However the long term in only equities can mean some 10-15 year periods of nil returns as depicted above? Please always note that Strategic Asset Allocation for long term growth also changes every decade or so.

Scott Campbell

28th May 2010

Sounds like investors are being prepped for some 'short term trading aberrations' perhaps? Or to prove the dangers of dealing with people that have spiky equity-curves and thus large drawdowns(an essential reason for monthly performance data).

Are Scott Campbell and co. the only alternative managers MBMG have relationships with? It just seems theyre the only ones you post commentary form.

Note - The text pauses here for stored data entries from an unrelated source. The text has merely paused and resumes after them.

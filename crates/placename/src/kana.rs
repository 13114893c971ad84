//! Syllabary conversion.

/// Convert katakana to hiragana.
///
/// Shifts every codepoint in the katakana block U+30A1..=U+30F6 down to its
/// hiragana counterpart; anything outside the block (prolonged sound marks,
/// ASCII, kanji) passes through unchanged.
pub fn katakana_to_hiragana(input: &str) -> String {
    input
        .chars()
        .map(|c| match c {
            '\u{30A1}'..='\u{30F6}' => {
                char::from_u32(c as u32 - 0x60).unwrap_or(c)
            }
            _ => c,
        })
        .collect()
}

#[cfg(test)]
mod tests {
    use super::katakana_to_hiragana;

    #[test]
    fn test_basic_conversion() {
        assert_eq!(katakana_to_hiragana("クシロシ"), "くしろし");
        assert_eq!(katakana_to_hiragana("センダイシ"), "せんだいし");
    }

    #[test]
    fn test_small_kana_and_voiced() {
        assert_eq!(katakana_to_hiragana("ッャュョ"), "っゃゅょ");
        assert_eq!(katakana_to_hiragana("ガギグゲゴ"), "がぎぐげご");
    }

    #[test]
    fn test_outside_block_passes_through() {
        // Prolonged sound mark (U+30FC) is outside the shifted range.
        assert_eq!(katakana_to_hiragana("オーサカ"), "おーさか");
        assert_eq!(katakana_to_hiragana("abc 釧路市"), "abc 釧路市");
        assert_eq!(katakana_to_hiragana(""), "");
    }

    #[test]
    fn test_block_edges() {
        // U+30A1 (ァ) is the first shifted codepoint, U+30F6 (ヶ) the last.
        assert_eq!(katakana_to_hiragana("ァ"), "ぁ");
        assert_eq!(katakana_to_hiragana("ヶ"), "ゖ");
        // U+30F7 (ヷ) is just past the block and must pass through.
        assert_eq!(katakana_to_hiragana("ヷ"), "ヷ");
    }
}
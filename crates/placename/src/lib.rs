//! Place-name readings and municipality resolution.
//!
//! This crate owns the two address-handling pieces of the pipeline:
//!
//! - [`KanaDict`] - place name → hiragana reading, built once from the
//!   administrative reference dataset, with a user-editable override table
//!   that takes precedence
//! - [`resolve`] - the ordered-rule heuristic that maps a raw observation
//!   address to its canonical `"{prefecture}_{municipality}"` key
//! - [`FileOverrideStore`] - JSON-file persistence for the override table

pub mod dict;
pub mod kana;
pub mod resolver;
pub mod store;

pub use dict::KanaDict;
pub use kana::katakana_to_hiragana;
pub use resolver::resolve;
pub use store::FileOverrideStore;
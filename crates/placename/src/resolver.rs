//! Municipality resolution from raw observation addresses.
//!
//! Turns `(rawAddress, prefecture)` into the canonical
//! `"{prefecture}_{municipality}"` grouping key. The heuristics run in a
//! fixed order, first match wins, and the order is load-bearing: the
//! known-key scan resolves legacy sub-prefectural names that the later
//! stripping rules would mangle, and the city+ward / county+town patterns
//! keep compound names attached before the generic suffix match can
//! truncate them. Each rule is a standalone function so administrative
//! naming edge cases can be regression-tested one rule at a time.

use crate::dict::KanaDict;

/// Prefectures whose names do not end in the generic 県 suffix.
const IRREGULAR_PREFECTURES: [&str; 4] = ["北海道", "東京都", "大阪府", "京都府"];

/// Resolve a raw observation address to its municipality key.
///
/// Never fails: an address no rule understands passes through unchanged as
/// `"{prefecture}_{rawAddress}"`.
pub fn resolve(address: &str, prefecture: &str, dict: &KanaDict) -> String {
    if let Some(key) = match_known_key(address, dict) {
        return format!("{}_{}", prefecture, key);
    }

    let rest = strip_prefecture(address, prefecture);

    if let Some(city_ward) = match_city_ward(rest) {
        return format!("{}_{}", prefecture, city_ward);
    }
    if let Some(county_town) = match_county_town(rest) {
        return format!("{}_{}", prefecture, county_town);
    }
    if let Some(known) = match_dict_prefix(rest, dict) {
        return format!("{}_{}", prefecture, known);
    }
    if let Some(generic) = match_generic_suffix(rest) {
        return format!("{}_{}", prefecture, generic);
    }

    format!("{}_{}", prefecture, address)
}

/// Rule 1: a dictionary key contained in the address as a whole trailing
/// token, or followed by a space. Keys are scanned longest-first so the
/// most specific known name wins.
pub fn match_known_key<'a>(address: &str, dict: &'a KanaDict) -> Option<&'a str> {
    for key in dict.keys_by_length() {
        for (pos, _) in address.match_indices(key.as_str()) {
            let rest = &address[pos + key.len()..];
            if rest.is_empty() || rest.starts_with(' ') || rest.starts_with('　') {
                return Some(key);
            }
        }
    }
    None
}

/// Rule 2: strip the prefecture from the front of the address.
///
/// Tries the supplied name first, then the four prefectures whose names do
/// not end in 県, then strips through the first 県 found anywhere.
pub fn strip_prefecture<'a>(address: &'a str, prefecture: &str) -> &'a str {
    if !prefecture.is_empty() {
        if let Some(rest) = address.strip_prefix(prefecture) {
            return rest;
        }
    }
    for name in IRREGULAR_PREFECTURES {
        if let Some(rest) = address.strip_prefix(name) {
            return rest;
        }
    }
    if let Some(pos) = address.find('県') {
        return &address[pos + '県'.len_utf8()..];
    }
    address
}

/// Rule 3: the longest prefix of the form `…市…区`.
///
/// A designated-city ward must stay attached to its parent city, so the
/// prefix runs through the last 区 that follows a 市.
pub fn match_city_ward(text: &str) -> Option<&str> {
    let city = text.find('市')?;
    let ward = text.rfind('区')?;
    if ward < city {
        return None;
    }
    Some(&text[..ward + '区'.len_utf8()])
}

/// Rule 4: a prefix of the form `…郡…町` or `…郡…村`.
///
/// County-level towns and villages keep their county prefix, since town
/// names repeat across counties. The match ends at the first 町/村 after
/// the 郡.
pub fn match_county_town(text: &str) -> Option<&str> {
    let county_end = text.find('郡')? + '郡'.len_utf8();
    let tail = &text[county_end..];
    let (rel, town) = tail.char_indices().find(|(_, c)| *c == '町' || *c == '村')?;
    Some(&text[..county_end + rel + town.len_utf8()])
}

/// Rule 5: the longest dictionary key the text starts with.
///
/// Known municipality names absorb trailing sub-municipal detail, so a
/// ward neighborhood resolves to its municipality instead of fragmenting.
pub fn match_dict_prefix<'a>(text: &str, dict: &'a KanaDict) -> Option<&'a str> {
    dict.keys_by_length()
        .iter()
        .map(String::as_str)
        .find(|key| !key.is_empty() && text.starts_with(key))
}

/// Rule 6: the shortest prefix ending in 市, 区, 町 or 村, with at least
/// one character before the suffix.
pub fn match_generic_suffix(text: &str) -> Option<&str> {
    for (pos, c) in text.char_indices() {
        if matches!(c, '市' | '区' | '町' | '村') && pos > 0 {
            return Some(&text[..pos + c.len_utf8()]);
        }
    }
    None
}

#[cfg(test)]
mod tests {
    use super::*;
    use quake_core::{NameTiers, NamedPlace};

    fn dict_with(names: &[&str]) -> KanaDict {
        let tiers = NameTiers {
            prefectures: Vec::new(),
            cities: names
                .iter()
                .map(|name| NamedPlace {
                    name: name.to_string(),
                    reading: String::new(),
                })
                .collect(),
            wards: Vec::new(),
        };
        KanaDict::from_tiers(&tiers)
    }

    #[test]
    fn test_resolve_direct_match() {
        let dict = dict_with(&["釧路市"]);
        assert_eq!(resolve("北海道釧路市", "北海道", &dict), "北海道_釧路市");
    }

    #[test]
    fn test_resolve_city_ward() {
        // Prefecture not present as a literal prefix, so the address falls
        // through to the city+ward pattern intact.
        let dict = KanaDict::new();
        assert_eq!(
            resolve("仙台市宮城野区", "宮城県", &dict),
            "宮城県_仙台市宮城野区"
        );
    }

    #[test]
    fn test_resolve_county_town() {
        let dict = KanaDict::new();
        assert_eq!(
            resolve("北海道空知郡南幌町", "北海道", &dict),
            "北海道_空知郡南幌町"
        );
    }

    #[test]
    fn test_resolve_dict_prefix() {
        let dict = dict_with(&["栃木市"]);
        assert_eq!(resolve("栃木市入舟町", "栃木県", &dict), "栃木県_栃木市");
    }

    #[test]
    fn test_resolve_generic_suffix() {
        let dict = KanaDict::new();
        assert_eq!(resolve("青森県八戸市湊町", "青森県", &dict), "青森県_八戸市");
    }

    #[test]
    fn test_resolve_passthrough() {
        let dict = KanaDict::new();
        assert_eq!(resolve("奥尻島", "北海道", &dict), "北海道_奥尻島");
    }

    #[test]
    fn test_known_key_requires_trailing_token() {
        let dict = dict_with(&["栃木市"]);
        // Key present but followed by more address text: no rule-1 match.
        assert_eq!(match_known_key("栃木市入舟町", &dict), None);
        assert_eq!(match_known_key("栃木県栃木市", &dict), Some("栃木市"));
        assert_eq!(match_known_key("栃木市 入舟町", &dict), Some("栃木市"));
    }

    #[test]
    fn test_known_key_prefers_longest() {
        let dict = dict_with(&["川内市", "薩摩川内市"]);
        assert_eq!(match_known_key("鹿児島県薩摩川内市", &dict), Some("薩摩川内市"));
    }

    #[test]
    fn test_strip_prefecture_exact() {
        assert_eq!(strip_prefecture("宮城県仙台市", "宮城県"), "仙台市");
    }

    #[test]
    fn test_strip_prefecture_irregular() {
        // Supplied prefecture does not literally prefix the address, but an
        // irregular-suffix prefecture does.
        assert_eq!(strip_prefecture("東京都千代田区", "宮城県"), "千代田区");
        assert_eq!(strip_prefecture("北海道札幌市中央区", ""), "札幌市中央区");
    }

    #[test]
    fn test_strip_prefecture_through_ken() {
        assert_eq!(strip_prefecture("青森県八戸市", "岩手県"), "八戸市");
    }

    #[test]
    fn test_strip_prefecture_no_marker() {
        assert_eq!(strip_prefecture("仙台市宮城野区", "宮城県"), "仙台市宮城野区");
    }

    #[test]
    fn test_city_ward_takes_last_ward() {
        // The prefix runs through the last 区 so compound ward names stay
        // whole.
        assert_eq!(match_city_ward("堺市北区百舌鳥"), Some("堺市北区"));
        assert_eq!(match_city_ward("仙台市宮城野区"), Some("仙台市宮城野区"));
    }

    #[test]
    fn test_city_ward_requires_city_before_ward() {
        assert_eq!(match_city_ward("千代田区"), None);
        assert_eq!(match_city_ward("八戸市湊町"), None);
    }

    #[test]
    fn test_county_town_stops_at_first_town() {
        assert_eq!(match_county_town("空知郡南幌町"), Some("空知郡南幌町"));
        assert_eq!(match_county_town("空知郡南幌町元町"), Some("空知郡南幌町"));
        assert_eq!(match_county_town("南幌町"), None);
    }

    #[test]
    fn test_dict_prefix_longest_wins() {
        let dict = dict_with(&["横浜市", "横浜市鶴見区"]);
        assert_eq!(match_dict_prefix("横浜市鶴見区末広町", &dict), Some("横浜市鶴見区"));
    }

    #[test]
    fn test_generic_suffix_shortest() {
        assert_eq!(match_generic_suffix("八戸市湊町"), Some("八戸市"));
        assert_eq!(match_generic_suffix("千代田区"), Some("千代田区"));
        assert_eq!(match_generic_suffix("奥尻島"), None);
    }

    #[test]
    fn test_generic_suffix_needs_leading_text() {
        // A bare suffix character alone is not a municipality name.
        assert_eq!(match_generic_suffix("市"), None);
    }
}
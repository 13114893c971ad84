//! End-to-end aggregation scenarios over upstream-shaped JSON.

use std::time::Duration;

use aggregator::{aggregate, fetch_snapshot, PollSnapshot, DEFAULT_MIN_SCALE};
use quake_core::{
    async_trait, parse_reports, Intensity, RawReport, ReportKind, ReportSource,
    SourceError, TsunamiGrade,
};
use serde_json::{json, Value};

fn intensity_report(max_scale: i64, with_points: bool) -> Value {
    let points = if with_points {
        json!([
            {"pref": "宮城県", "addr": "栗原市築館", "scale": 70, "isArea": false},
            {"pref": "宮城県", "addr": "仙台市宮城野区", "scale": 60, "isArea": false}
        ])
    } else {
        json!([])
    };

    json!({
        "code": 551,
        "id": "upstream-1",
        "earthquake": {
            "time": "2011-03-11T14:46:00+09:00",
            "hypocenter": {"name": "三陸沖", "depth": 24.0, "magnitude": 9.0},
            "maxScale": max_scale,
            "domesticTsunami": "MajorWarning"
        },
        "points": points
    })
}

fn snapshot_from(values: Vec<Value>) -> PollSnapshot {
    PollSnapshot::from_reports(parse_reports(&values))
}

#[test]
fn test_correction_revisions_merge_in_either_order() {
    let detailed = intensity_report(70, true);
    let summary = intensity_report(60, false);

    for values in [
        vec![summary.clone(), detailed.clone()],
        vec![detailed, summary],
    ] {
        let events = aggregate(&snapshot_from(values), DEFAULT_MIN_SCALE);

        assert_eq!(events.len(), 1);
        let event = &events[0];
        assert_eq!(event.max_scale, Some(Intensity::Int7));
        // The populated point list wins regardless of arrival order, and
        // is exactly the detailed report's list.
        assert_eq!(event.points.len(), 2);
        assert_eq!(event.points[0].address, "栗原市築館");
    }
}

#[test]
fn test_event_id_stable_across_polls() {
    let first = aggregate(
        &snapshot_from(vec![intensity_report(60, false)]),
        DEFAULT_MIN_SCALE,
    );
    let second = aggregate(
        &snapshot_from(vec![intensity_report(70, true)]),
        DEFAULT_MIN_SCALE,
    );

    // Same physical earthquake, different revisions on different polls:
    // the content-derived id matches.
    assert_eq!(first[0].id, second[0].id);
}

#[test]
fn test_tsunami_context_joined_by_correlation_id() {
    let values = vec![
        intensity_report(70, true),
        json!({
            "code": 552,
            "id": "upstream-1",
            "areas": [
                {"grade": "MajorWarning", "name": "岩手県"},
                {"grade": "Warning", "name": "青森県太平洋沿岸"}
            ]
        }),
        json!({
            "code": 556,
            "id": "upstream-1",
            "cancelled": false,
            "areas": [
                {"name": "岩手県", "stations": [
                    {"name": "釜石", "time": "2011-03-11T15:21:00+09:00", "height": 4.2}
                ]}
            ]
        }),
        // Context for an unrelated correlation id must not attach.
        json!({
            "code": 552,
            "id": "upstream-9",
            "areas": [{"grade": "Advisory", "name": "北海道太平洋沿岸"}]
        }),
    ];

    let events = aggregate(&snapshot_from(values), DEFAULT_MIN_SCALE);
    assert_eq!(events.len(), 1);

    let forecast = events[0].forecast.as_ref().unwrap();
    assert_eq!(forecast.highest, Some(TsunamiGrade::MajorWarning));
    assert_eq!(forecast.major_warning, vec!["岩手県".to_string()]);
    assert!(!forecast.advisory.contains(&"北海道太平洋沿岸".to_string()));

    let observation = events[0].observation.as_ref().unwrap();
    assert_eq!(observation.max_height, Some(4.2));
    assert_eq!(observation.stations[0].name, "釜石");
}

/// Report source that fails for a chosen subset of kinds.
struct PartialSource {
    failing: Vec<ReportKind>,
}

#[async_trait]
impl ReportSource for PartialSource {
    async fn fetch(&self, kind: ReportKind) -> Result<Vec<RawReport>, SourceError> {
        if self.failing.contains(&kind) {
            return Err(SourceError::Status(503));
        }
        let values = match kind {
            ReportKind::Intensity => vec![intensity_report(60, true)],
            ReportKind::TsunamiForecast => vec![json!({
                "code": 552,
                "id": "upstream-1",
                "areas": [{"grade": "Warning", "name": "岩手県"}]
            })],
            _ => Vec::new(),
        };
        Ok(parse_reports(&values))
    }
}

#[tokio::test]
async fn test_partial_source_failure_degrades() {
    let source = PartialSource {
        failing: vec![ReportKind::TsunamiObservation],
    };

    let snapshot = fetch_snapshot(&source, Duration::from_secs(1)).await;
    let events = aggregate(&snapshot, DEFAULT_MIN_SCALE);

    // Intensity and forecast data still produce events; the failed kind
    // just leaves its context absent.
    assert_eq!(events.len(), 1);
    assert!(events[0].forecast.is_some());
    assert!(events[0].observation.is_none());
}

#[tokio::test]
async fn test_all_sources_failing_yields_empty_snapshot() {
    let source = PartialSource {
        failing: ReportKind::ALL.to_vec(),
    };

    let snapshot = fetch_snapshot(&source, Duration::from_secs(1)).await;
    assert!(snapshot.is_empty());
    assert!(aggregate(&snapshot, DEFAULT_MIN_SCALE).is_empty());
}
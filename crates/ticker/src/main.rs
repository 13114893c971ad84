//! Namazu ticker server entry point.

use std::net::SocketAddr;
use std::sync::Arc;

use placename::dict::KanaDict;
use placename::store::FileOverrideStore;
use quake_core::{OverrideStore, PlaceNameSource};
use quake_feed::FeedClient;
use tokio::sync::broadcast;
use tracing::{info, warn};

mod config;
mod display;
mod playback;
mod poll;
mod server;
mod state;

use config::TickerConfig;
use state::AppState;

#[tokio::main]
async fn main() {
    dotenvy::dotenv().ok();
    tracing_subscriber::fmt::init();

    let config = TickerConfig::from_env();
    let client = FeedClient::new(config.feed.clone()).expect("failed to build HTTP client");

    // The dictionary is built once per session. A failed dataset fetch is
    // not fatal: readings degrade to blank.
    let mut dict = match client.fetch_administrative_names().await {
        Ok(tiers) => {
            let dict = KanaDict::from_tiers(&tiers);
            info!(entries = dict.len(), "place-name dictionary loaded");
            dict
        }
        Err(err) => {
            warn!(error = %err, "place-name dataset unavailable, readings degrade to blank");
            KanaDict::new()
        }
    };

    let store = FileOverrideStore::new(&config.override_path);
    match store.load() {
        Ok(overrides) => {
            if !overrides.is_empty() {
                info!(entries = overrides.len(), "reading overrides loaded");
            }
            dict.set_overrides(overrides);
        }
        Err(err) => warn!(error = %err, "override store unavailable"),
    }

    let (tx, _rx) = broadcast::channel(64);
    let state = Arc::new(AppState::new(
        config.clone(),
        Arc::new(client),
        Arc::new(store),
        dict,
        tx,
    ));

    tokio::spawn(poll::poll_loop(state.clone()));
    tokio::spawn(poll::playback_loop(state.clone()));

    let app = server::create_router(state);
    let addr: SocketAddr = config.bind_addr.parse().expect("invalid NAMAZU_ADDR");
    info!(%addr, "Namazu ticker listening");

    let listener = tokio::net::TcpListener::bind(addr).await.unwrap();
    axum::serve(listener, app).await.unwrap();
}
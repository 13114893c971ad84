//! Environment-driven configuration for the ticker binary.

use std::env;
use std::path::PathBuf;
use std::str::FromStr;
use std::time::Duration;

use quake_core::Intensity;
use quake_feed::FeedConfig;

use crate::display::NamingMode;

/// Runtime configuration, read once at startup.
///
/// Every knob has a default so the binary starts with no environment at
/// all; unparsable values fall back to the default rather than aborting.
#[derive(Debug, Clone)]
pub struct TickerConfig {
    /// Address the HTTP server binds, `NAMAZU_ADDR`.
    pub bind_addr: String,
    /// Upstream fetch configuration, `NAMAZU_API_BASE` /
    /// `NAMAZU_PLACENAME_URL` / `NAMAZU_FETCH_LIMIT` /
    /// `NAMAZU_FETCH_TIMEOUT_SECS`.
    pub feed: FeedConfig,
    /// Seconds between polls, `NAMAZU_POLL_SECS`.
    pub poll_interval: Duration,
    /// Minimum listed intensity as an upstream code, `NAMAZU_MIN_SCALE`.
    pub min_scale: Intensity,
    /// Override-table file, `NAMAZU_OVERRIDES`.
    pub override_path: PathBuf,
    /// Ticker surface width in character cells, `NAMAZU_COLUMNS`.
    pub columns: usize,
    /// Seconds each page stays up during playback, `NAMAZU_PAGE_SECS`.
    pub page_interval: Duration,
    /// Point naming mode, `NAMAZU_NAMING` ("municipality" or "station").
    pub naming: NamingMode,
    /// Simulation mode: pick a random early warning instead of the most
    /// recent one, `NAMAZU_SIMULATE`.
    pub simulate: bool,
}

impl TickerConfig {
    pub fn from_env() -> Self {
        let mut feed = FeedConfig::new(
            env_or_else("NAMAZU_API_BASE", || "https://api.p2pquake.net/v2".to_string()),
            env_or_else("NAMAZU_PLACENAME_URL", || {
                "http://localhost:8900/admin-names.json".to_string()
            }),
        );
        feed.limit = env_or("NAMAZU_FETCH_LIMIT", feed.limit);
        feed.timeout = Duration::from_secs(env_or("NAMAZU_FETCH_TIMEOUT_SECS", 5));

        Self {
            bind_addr: env_or_else("NAMAZU_ADDR", || "127.0.0.1:8753".to_string()),
            feed,
            poll_interval: Duration::from_secs(env_or("NAMAZU_POLL_SECS", 60)),
            min_scale: env::var("NAMAZU_MIN_SCALE")
                .ok()
                .and_then(|v| v.parse::<i64>().ok())
                .and_then(Intensity::from_code)
                .unwrap_or(aggregator::DEFAULT_MIN_SCALE),
            override_path: PathBuf::from(env_or_else("NAMAZU_OVERRIDES", || {
                "data/overrides.json".to_string()
            })),
            columns: env_or("NAMAZU_COLUMNS", 24),
            page_interval: Duration::from_secs(env_or("NAMAZU_PAGE_SECS", 5)),
            naming: match env::var("NAMAZU_NAMING").as_deref() {
                Ok("station") => NamingMode::ByStation,
                _ => NamingMode::ByMunicipality,
            },
            simulate: env::var("NAMAZU_SIMULATE").is_ok(),
        }
    }
}

impl Default for TickerConfig {
    fn default() -> Self {
        Self {
            bind_addr: "127.0.0.1:8753".to_string(),
            feed: FeedConfig::default(),
            poll_interval: Duration::from_secs(60),
            min_scale: aggregator::DEFAULT_MIN_SCALE,
            override_path: PathBuf::from("data/overrides.json"),
            columns: 24,
            page_interval: Duration::from_secs(5),
            naming: NamingMode::ByMunicipality,
            simulate: false,
        }
    }
}

fn env_or<T: FromStr>(key: &str, default: T) -> T {
    env::var(key)
        .ok()
        .and_then(|value| value.parse().ok())
        .unwrap_or(default)
}

fn env_or_else(key: &str, default: impl FnOnce() -> String) -> String {
    env::var(key).unwrap_or_else(|_| default())
}

#[cfg(test)]
mod tests {
    use super::*;

    #[test]
    fn test_defaults_without_env() {
        let config = TickerConfig::default();
        assert_eq!(config.min_scale, Intensity::Int3);
        assert_eq!(config.poll_interval, Duration::from_secs(60));
        assert_eq!(config.naming, NamingMode::ByMunicipality);
        assert!(!config.simulate);
    }
}
//! The place-name reading dictionary.

use std::collections::HashMap;

use quake_core::NameTiers;

use crate::kana::katakana_to_hiragana;

/// Place name → hiragana reading, with a user-editable override table.
///
/// Built once per session by flattening the three administrative tiers of
/// the reference dataset into one map. Readings arrive in katakana and are
/// normalized to hiragana at insert time. The override table is loaded from
/// the persisted store and always wins over the built dictionary - an
/// explicit empty override marks "no reading available" and suppresses
/// repeated lookups for that key.
#[derive(Debug, Default, Clone)]
pub struct KanaDict {
    readings: HashMap<String, String>,
    /// Dictionary keys sorted by descending length, for longest-first scans.
    sorted_keys: Vec<String>,
    overrides: HashMap<String, String>,
}

impl KanaDict {
    /// An empty dictionary. Every lookup degrades to a blank reading.
    pub fn new() -> Self {
        Self::default()
    }

    /// Build the dictionary from the reference dataset.
    pub fn from_tiers(tiers: &NameTiers) -> Self {
        let mut readings = HashMap::new();
        for place in tiers.iter() {
            if place.name.is_empty() {
                continue;
            }
            readings
                .entry(place.name.clone())
                .or_insert_with(|| katakana_to_hiragana(&place.reading));
        }

        let mut sorted_keys: Vec<String> = readings.keys().cloned().collect();
        sorted_keys.sort_by(|a, b| b.len().cmp(&a.len()).then_with(|| a.cmp(b)));

        Self {
            readings,
            sorted_keys,
            overrides: HashMap::new(),
        }
    }

    /// Replace the override table (loaded from the persisted store).
    pub fn set_overrides(&mut self, overrides: HashMap<String, String>) {
        self.overrides = overrides;
    }

    /// The current override table.
    pub fn overrides(&self) -> &HashMap<String, String> {
        &self.overrides
    }

    /// Resolve a reading for `"{prefecture}_{municipality}"` or a bare name.
    ///
    /// Order: explicit override (an empty value counts as a hit), exact
    /// dictionary match on the municipality segment, retry with any
    /// full-width-parenthesized annotation stripped. Returns an empty
    /// string when unresolved; never errors.
    pub fn lookup(&self, key: &str) -> String {
        if let Some(reading) = self.overrides.get(key) {
            return reading.clone();
        }

        let name = match key.split_once('_') {
            Some((_, tail)) => tail,
            None => key,
        };

        if let Some(reading) = self.readings.get(name) {
            return reading.clone();
        }

        if let Some(stripped) = strip_annotation(name) {
            if let Some(reading) = self.readings.get(&stripped) {
                return reading.clone();
            }
        }

        String::new()
    }

    /// Dictionary keys sorted by descending length (ties lexicographic),
    /// so prefix scans are deterministic and longest-first.
    pub fn keys_by_length(&self) -> &[String] {
        &self.sorted_keys
    }

    pub fn is_empty(&self) -> bool {
        self.readings.is_empty()
    }

    pub fn len(&self) -> usize {
        self.readings.len()
    }

    /// Propose empty-placeholder overrides for keys that resolved to a
    /// blank reading during a render pass. Returns the newly added keys;
    /// the caller persists the table when the list is non-empty.
    pub fn propose_missing<I>(&mut self, keys: I) -> Vec<String>
    where
        I: IntoIterator<Item = String>,
    {
        let mut added = Vec::new();
        for key in keys {
            if !self.lookup(&key).is_empty() {
                continue;
            }
            if self.overrides.contains_key(&key) {
                continue;
            }
            self.overrides.insert(key.clone(), String::new());
            added.push(key);
        }
        added
    }
}

/// Remove a full-width-parenthesized annotation and its contents.
fn strip_annotation(name: &str) -> Option<String> {
    let open = name.find('（')?;
    let close_rel = name[open..].find('）')?;
    let close_end = open + close_rel + '）'.len_utf8();

    let mut stripped = String::with_capacity(name.len());
    stripped.push_str(&name[..open]);
    stripped.push_str(&name[close_end..]);
    Some(stripped)
}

Scott and Martin Gray are the 2 portfolio allocators that we tend to rely on (along with their colleagues, Sam Liddle and Nick Greenwood) - they obviously use lots of fund managers within their portfolios but fund manager views (especially the big houses) are generally best used as toilet paper because it's impossible for them to be impartial - for instance Fidelity's Iberian equity team's first response to the Greek crisis was to say that this was a great opportunity to buy Iberian equity (as was there second, third and subsequent responses). That's not to say that specialists don't come up with some great ideas - Warren Buffet speaks with a forked tongue but is always interesting, Orbis monthly and quarterly commentaries generally contain excellent equity themes and Dr. Mobius has a very goodm take on the emerging markets big picture and details. I read hundreds of fund manager views every week (Citywire is a great source) but most should be taken with a pinch of salt because of the partiality issue. PIMCO is maybe an exception - both Gross and El-Eridian write good big picture stuff without pushing the FI message too hard.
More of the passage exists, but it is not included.